### Your instructions
Somewhere below are a line with "#[derive(Debug, Clone, Copy, Default, ValueEnum)]" and a later line with "pub struct ExportArgs". Output exactly those lines and all lines between them.

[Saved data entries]
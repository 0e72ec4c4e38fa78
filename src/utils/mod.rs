//! Process-wide helpers

use std::sync::Once;

static TRACING_INIT: Once = Once::new();

/// Default filter when `RUST_LOG` is unset
pub const DEFAULT_LOG_DIRECTIVE: &str = "pocket_ledger=warn";

/// Initializes the global tracing subscriber, writing to stderr
///
/// Safe to call more than once; only the first call installs a subscriber.
pub fn init_tracing() {
    TRACING_INIT.call_once(|| {
        use tracing_subscriber::{fmt, EnvFilter};

        let filter = EnvFilter::try_from_default_env()
            .unwrap_or_else(|_| EnvFilter::new(DEFAULT_LOG_DIRECTIVE));

        // another subscriber may already be installed, e.g. by a test harness
        let _ = fmt()
            .with_env_filter(filter)
            .with_writer(std::io::stderr)
            .with_target(false)
            .try_init();
    });
}

#[cfg(test)]
mod tests {
    #[test]
    fn init_tracing_twice_does_not_panic() {
        super::init_tracing();
        super::init_tracing();
    }
}
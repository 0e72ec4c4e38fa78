//! CLI commands for data export

use crate::config::Settings;
use crate::error::{LedgerError, LedgerResult};
use crate::export::{export_period_json, export_period_yaml, export_summary_csv, PeriodExport};
use crate::services::{DashboardService, PeriodService};
use crate::storage::TransactionStore;
use clap::{Args, ValueEnum};
use std::fs::File;
use std::io::{self, BufWriter, Write};
use std::path::PathBuf;

/// Export format options
#[derive(Debug, Clone, Copy, Default, ValueEnum)]
pub enum ExportFormat {
    /// JSON (rows and summary)
    #[default]
    Json,
    /// YAML (rows and summary, human-readable)
    Yaml,
    /// CSV (per-category summary only)
    Csv,
}

/// Arguments for `export`
#[derive(Args, Debug)]
pub struct ExportArgs {
    /// Period (YYYY-MM, "last", "Jan 2026"), defaults to current
    #[arg(short, long)]
    pub period: Option<String>,

    /// Export format
    #[arg(short, long, value_enum, default_value = "json")]
    pub format: ExportFormat,

    /// Output file path; stdout when omitted
    #[arg(short, long)]
    pub output: Option<PathBuf>,
}

/// Handle `export`
pub fn handle_export_command(
    store: &dyn TransactionStore,
    settings: &Settings,
    periods: &PeriodService,
    args: ExportArgs,
) -> LedgerResult<()> {
    let period = periods.parse_or_current(args.period.as_deref())?;
    let snapshot = DashboardService::new(store, &settings.budget).snapshot(&period)?;

    match &args.output {
        Some(path) => {
            let file = File::create(path).map_err(|e| {
                LedgerError::Export(format!("Failed to create file {}: {}", path.display(), e))
            })?;
            let mut writer = BufWriter::new(file);
            write_export(&snapshot, settings, args.format, &mut writer)?;
            writer
                .flush()
                .map_err(|e| LedgerError::Export(e.to_string()))?;
            println!("Exported {} to: {}", period, path.display());
        }
        None => {
            let stdout = io::stdout();
            let mut writer = stdout.lock();
            write_export(&snapshot, settings, args.format, &mut writer)?;
        }
    }

    Ok(())
}

fn write_export<W: Write>(
    snapshot: &crate::services::PeriodSnapshot,
    settings: &Settings,
    format: ExportFormat,
    writer: &mut W,
) -> LedgerResult<()> {
    match format {
        ExportFormat::Json => {
            let export = PeriodExport::from_snapshot(snapshot, &settings.budget);
            export_period_json(&export, writer, true)
        }
        ExportFormat::Yaml => {
            let export = PeriodExport::from_snapshot(snapshot, &settings.budget);
            export_period_yaml(&export, writer)
        }
        ExportFormat::Csv => export_summary_csv(&snapshot.aggregate, writer),
    }
}
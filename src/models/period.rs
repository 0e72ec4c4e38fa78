//! Ledger period representation
//!
//! Every transaction belongs to exactly one calendar month, keyed "YYYY-MM".
//! The key doubles as the name of the period's table in the store.

use chrono::{Datelike, Duration, NaiveDate};
use serde::{Deserialize, Deserializer, Serialize, Serializer};
use std::fmt;
use std::str::FromStr;

/// A calendar-month ledger period
#[derive(Debug, Clone, Copy, PartialEq, Eq, PartialOrd, Ord, Hash)]
pub struct Period {
    year: i32,
    month: u32,
}

impl Period {
    /// Create a period, validating the month
    pub fn new(year: i32, month: u32) -> Result<Self, PeriodParseError> {
        if !(1..=12).contains(&month) {
            return Err(PeriodParseError::InvalidMonth(month));
        }
        Ok(Self { year, month })
    }

    /// The period a date falls into
    pub fn for_date(date: NaiveDate) -> Self {
        Self {
            year: date.year(),
            month: date.month(),
        }
    }

    pub fn year(&self) -> i32 {
        self.year
    }

    pub fn month(&self) -> u32 {
        self.month
    }

    /// First day of the month
    pub fn start_date(&self) -> NaiveDate {
        NaiveDate::from_ymd_opt(self.year, self.month, 1).unwrap_or(NaiveDate::MIN)
    }

    /// Last day of the month (inclusive)
    pub fn end_date(&self) -> NaiveDate {
        self.next().start_date() - Duration::days(1)
    }

    /// Check if a date falls within this period
    pub fn contains(&self, date: NaiveDate) -> bool {
        Self::for_date(date) == *self
    }

    pub fn next(&self) -> Self {
        if self.month == 12 {
            Self {
                year: self.year + 1,
                month: 1,
            }
        } else {
            Self {
                year: self.year,
                month: self.month + 1,
            }
        }
    }

    pub fn prev(&self) -> Self {
        if self.month == 1 {
            Self {
                year: self.year - 1,
                month: 12,
            }
        } else {
            Self {
                year: self.year,
                month: self.month - 1,
            }
        }
    }

    /// Parse a "YYYY-MM" key
    pub fn parse(s: &str) -> Result<Self, PeriodParseError> {
        let s = s.trim();
        let invalid = || PeriodParseError::InvalidFormat(s.to_string());

        let (year, month) = s.split_once('-').ok_or_else(invalid)?;
        if year.len() != 4 || month.is_empty() || month.len() > 2 {
            return Err(invalid());
        }

        let year: i32 = year.parse().map_err(|_| invalid())?;
        let month: u32 = month.parse().map_err(|_| invalid())?;

        Self::new(year, month)
    }
}

impl fmt::Display for Period {
    fn fmt(&self, f: &mut fmt::Formatter<'_>) -> fmt::Result {
        write!(f, "{:04}-{:02}", self.year, self.month)
    }
}

impl FromStr for Period {
    type Err = PeriodParseError;

    fn from_str(s: &str) -> Result<Self, Self::Err> {
        Self::parse(s)
    }
}

impl Serialize for Period {
    fn serialize<S: Serializer>(&self, serializer: S) -> Result<S::Ok, S::Error> {
        serializer.collect_str(self)
    }
}

impl<'de> Deserialize<'de> for Period {
    fn deserialize<D: Deserializer<'de>>(deserializer: D) -> Result<Self, D::Error> {
        let raw = String::deserialize(deserializer)?;
        Self::parse(&raw).map_err(serde::de::Error::custom)
    }
}

/// Error type for period parsing
#[derive(Debug, Clone, PartialEq, Eq)]
pub enum PeriodParseError {
    InvalidFormat(String),
    InvalidMonth(u32),
}

impl fmt::Display for PeriodParseError {
    fn fmt(&self, f: &mut fmt::Formatter<'_>) -> fmt::Result {
        match self {
            PeriodParseError::InvalidFormat(s) => {
                write!(f, "Invalid period format: {} (expected YYYY-MM)", s)
            }
            PeriodParseError::InvalidMonth(m) => write!(f, "Invalid month: {}", m),
        }
    }
}

impl std::error::Error for PeriodParseError {}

### Response area
#[derive(Debug, Clone, Copy, Default, ValueEnum)]
pub enum ExportFormat {
    /// JSON (rows and summary)
    #[default]
    Json,
    /// YAML (rows and summary, human-readable)
    Yaml,
    /// CSV (per-category summary only)
    Csv,
}

/// Arguments for `export`
#[derive(Args, Debug)]
pub struct ExportArgs {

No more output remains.